It’s this and shopping lists.
Well, it’s 2021 and this year, I’m going to list all the books I’ve read. Yeah, I know, it’s August and I haven’t started yet. So:
- Children of the Chief by Mabel Shaw. Published by London Missionary Society, 1921. Thought I’d start with something different… 1920s semi-biographical story of a young, English female missionary in Kenya. LOTS to unpick.
It’s May and I haven’t even started. It’s been a busy year. So, list, what have I read…
Bit of a half-arsed attempt at listing what I read this year. Could do better.
- Eleanor Oliphant is Completely Fine by Gail Honeyman. If you’ve ever needed loving arms around you or if your mother’s an astonishing let down, this might make you smile.
- The Little Book of Whittling by Chris Lubkemann – gorgeous, photo-illustrated book on how to whittle animals and tools out of wood.

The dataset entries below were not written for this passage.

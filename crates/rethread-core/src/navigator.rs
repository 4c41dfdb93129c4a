use crate::catalog::{Catalog, Phase, DECISION_GATE_PHASE};
use crate::error::Result;
use crate::paths::NAVIGATOR_KEY;
use crate::storage::Backing;
use serde::{Deserialize, Serialize};
use std::sync::Arc;

/// What gets persisted: the id of the phase being viewed.
#[derive(Debug, Clone, PartialEq, Eq, Serialize, Deserialize)]
pub struct NavigatorState {
    pub current: String,
}

/// Pointer into the catalog by sequence number. Moves clamp at both ends and
/// the cycle never terminates.
pub struct Navigator {
    catalog: Arc<Catalog>,
    position: u32,
    backing: Backing,
}

impl Navigator {
    /// Start at the persisted phase, or at sequence 1 if there is none or it
    /// no longer exists.
    pub fn open(catalog: Arc<Catalog>, mut backing: Backing) -> Self {
        let saved: Option<NavigatorState> = backing.hydrate(NAVIGATOR_KEY);
        let mut nav = Self {
            catalog,
            position: 1,
            backing,
        };
        if let Some(state) = saved {
            nav.restore(&state.current);
        }
        nav
    }

    /// Navigator starting at sequence 1 that persists nothing.
    pub fn new(catalog: Arc<Catalog>) -> Self {
        Self {
            catalog,
            position: 1,
            backing: Backing::ephemeral(),
        }
    }

    pub fn is_degraded(&self) -> bool {
        self.backing.is_degraded()
    }

    pub fn position(&self) -> u32 {
        self.position
    }

    pub fn current(&self) -> &Phase {
        // position is only ever set to a sequence the catalog contains
        self.catalog
            .phase_at(self.position)
            .unwrap_or_else(|| self.catalog.first())
    }

    pub fn next(&mut self) -> &Phase {
        if self.position < self.catalog.max_sequence() {
            self.move_to(self.position + 1);
        }
        self.current()
    }

    pub fn prev(&mut self) -> &Phase {
        if self.position > 1 {
            self.move_to(self.position - 1);
        }
        self.current()
    }

    /// Move to `phase_id`. On `UnknownPhase` the position is unchanged.
    pub fn jump_to(&mut self, phase_id: &str) -> Result<&Phase> {
        let sequence = self.catalog.get_phase(phase_id)?.sequence;
        self.move_to(sequence);
        Ok(self.current())
    }

    pub fn jump_to_decision_gate(&mut self) -> Result<&Phase> {
        self.jump_to(DECISION_GATE_PHASE)
    }

    /// Move to `phase_id`, or to the first phase if the catalog lacks it.
    /// Unlike `jump_to` this never fails, and the result is always written.
    pub fn adopt(&mut self, phase_id: &str) -> &Phase {
        self.restore(phase_id);
        let state = self.state();
        self.backing.persist(NAVIGATOR_KEY, &state);
        self.current()
    }

    /// Set the position without persisting; unknown ids fall back to the
    /// first phase.
    fn restore(&mut self, phase_id: &str) {
        match self.catalog.get_phase(phase_id) {
            Ok(phase) => self.position = phase.sequence,
            Err(_) => {
                tracing::warn!(phase = phase_id, "saved phase not in catalog, starting at 1");
                self.position = 1;
            }
        }
    }

    pub fn state(&self) -> NavigatorState {
        NavigatorState {
            current: self.current().id.clone(),
        }
    }

    fn move_to(&mut self, sequence: u32) {
        if sequence == self.position {
            return;
        }
        self.position = sequence;
        let state = self.state();
        self.backing.persist(NAVIGATOR_KEY, &state);
    }
}

// ---------------------------------------------------------------------------
// Tests
// ---------------------------------------------------------------------------

#[cfg(test)]
mod tests {
    use super::*;
    use crate::error::CycleError;
    use crate::notice::Notifier;
    use crate::storage::{MemoryStorage, Storage};
    use serde_json::json;

    fn nav() -> Navigator {
        Navigator::new(Arc::new(Catalog::builtin()))
    }

    #[test]
    fn starts_at_first_phase() {
        let nav = nav();
        assert_eq!(nav.position(), 1);
        assert_eq!(nav.current().id, "p1");
    }

    #[test]
    fn prev_at_start_is_clamped() {
        let mut nav = nav();
        assert_eq!(nav.prev().sequence, 1);
        assert_eq!(nav.position(), 1);
    }

    #[test]
    fn next_clamps_at_end_without_wrapping() {
        let mut nav = nav();
        for _ in 0..20 {
            nav.next();
        }
        assert_eq!(nav.position(), 7);
        assert_eq!(nav.next().id, "p7");
        assert_eq!(nav.prev().id, "p6");
    }

    #[test]
    fn jump_to_unknown_leaves_position() {
        let mut nav = nav();
        nav.next();
        let err = nav.jump_to("p99").unwrap_err();
        assert!(matches!(err, CycleError::UnknownPhase(_)));
        assert_eq!(nav.position(), 2);
    }

    #[test]
    fn jump_to_decision_gate() {
        let mut nav = nav();
        assert_eq!(nav.jump_to_decision_gate().unwrap().id, "p3");
        assert_eq!(nav.jump_to("p6").unwrap().sequence, 6);
    }

    #[test]
    fn position_persists() {
        let storage = MemoryStorage::new();
        let backing = || Backing::new(Arc::new(storage.clone()), Notifier::silent());
        let catalog = Arc::new(Catalog::builtin());

        let mut nav = Navigator::open(catalog.clone(), backing());
        nav.jump_to("p5").unwrap();

        let reopened = Navigator::open(catalog, backing());
        assert_eq!(reopened.current().id, "p5");
        assert_eq!(storage.load("navigator").unwrap(), Some(json!({ "current": "p5" })));
    }

    #[test]
    fn stale_saved_phase_falls_back() {
        let storage = MemoryStorage::new();
        storage.save("navigator", &json!({ "current": "p8" })).unwrap();
        let nav = Navigator::open(
            Arc::new(Catalog::builtin()),
            Backing::new(Arc::new(storage), Notifier::silent()),
        );
        assert_eq!(nav.position(), 1);
    }

    #[test]
    fn adopt_unknown_phase_writes_first() {
        let storage = MemoryStorage::new();
        storage.save("navigator", &json!({ "current": "p1" })).unwrap();
        let mut nav = Navigator::open(
            Arc::new(Catalog::builtin()),
            Backing::new(Arc::new(storage.clone()), Notifier::silent()),
        );
        nav.jump_to("p4").unwrap();
        storage.save("navigator", &json!({ "current": "p8" })).unwrap();

        assert_eq!(nav.adopt("p1").id, "p1");
        assert_eq!(storage.load("navigator").unwrap(), Some(json!({ "current": "p1" })));

        assert_eq!(nav.adopt("p99").id, "p1");
        assert_eq!(nav.adopt("p6").sequence, 6);
        assert_eq!(storage.load("navigator").unwrap(), Some(json!({ "current": "p6" })));
    }
}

- Milkman by Anna Burns. Complex, observant, tribal story of gossip, politics and violence in an unnamed city (Belfast).
- Womanhood: The Bare Reality by Laura Dodsworth. The third of the triptych – similar vein to the others.
- Best Microfiction 2019 anthology of editor-nominated microfictions. Am biased because I have one in it, but enjoyed it anyway. Crumbs by Nicole Rivas, Not Sorry by Sarah Salway, The Seeds of Things by Joe P Squance, My Father Comforts Me in the Form of Birds by Sharon Telfer. Lots more.
- the everrumble by Michelle Elvy. Utterly gorgeous, life-affirming story of Zettie who stopped speaking at age seven to focus on listening. A world poem. Best read in 10 years.
- The Gloaming by Kirsty Logan. Girl growing up on a remote island, sweet story of magic and loss by the sea – selkies and remote islands. I live by the sea and swim in it most weeks, but expect other readers might find this otherworldly.
- Fleabag: The Original Play by Phoebe Waller-Bridge. Shorter and more heartbreaking than the TV series. Clever. Ouch.
- Something Like Breathing by Angela Readman. Observant coming-of-age story of two girls in a small island community. Unexpected.
- All That Is Between Us by KM Elkes. Excellent short fiction collection, on relationships between people.
- The Choice by Edith Eger. Memoir of Auschwitz survivor who became a clinical psychologist. Devastating, inspirational.
- The Tattooist of Auschwitz by Heather Morris. Interesting but didn’t hook me like The Choice, although it provided more detail. Should have read this one first.
- Becoming by Michelle Obama. We love Michelle Obama. Warm, smart advocate of hard work.
- The Boy, the Mole, the Fox and the Horse by Charlie Mackesy. Soul balm. Book hugs. Perfect for a child or an adult. One of my special Mum-to-child gifts. Have also given copies to friends and a school library. If “must read” exists, this is it.
- The Strawberry Thief by Joanne Harris – fab, will comment properly shortly
- Things We Say in the Dark by Kirsty Logan – fab, will comment properly shortly
- The Essex Serpent by Sarah Perry (reading now).
So, in the week before New Year, can I remember what I read this year? Even the slightest chance?
- The Silent Companions by Laura Purcell. Classic, gothic creepy.
- Born to Run: A Hidden Tribe, Superathletes, and the Greatest Race the World Has Never Seen by Christopher McDougall. The culture and history of ultra-running (with opinions on evolution and footwear). Inspiring and fun.
- Manhood: the Bare Reality by Laura Dodsworth. Men’s relationships to their penises. Lots of anxiety, less relaxed love and fun. Quite miserable.
- My Name is Leon by Kit de Waal. Painful and poignant but beautifully told story of adoption.
- Other Household Toxins by Christopher Allen. Merciless flash fiction. Excellent.
- You Can’t Spell America Without Me by Alec Baldwin and Kurt Andersen. It’s sad that it’s funny.
- The Story of Life by Chris (Simpsons Artist). Flanimals meets Edward Monkton.
- Boost Creative Writing Confidence at KS2 by Kate Long. Ace – fun for parents, too.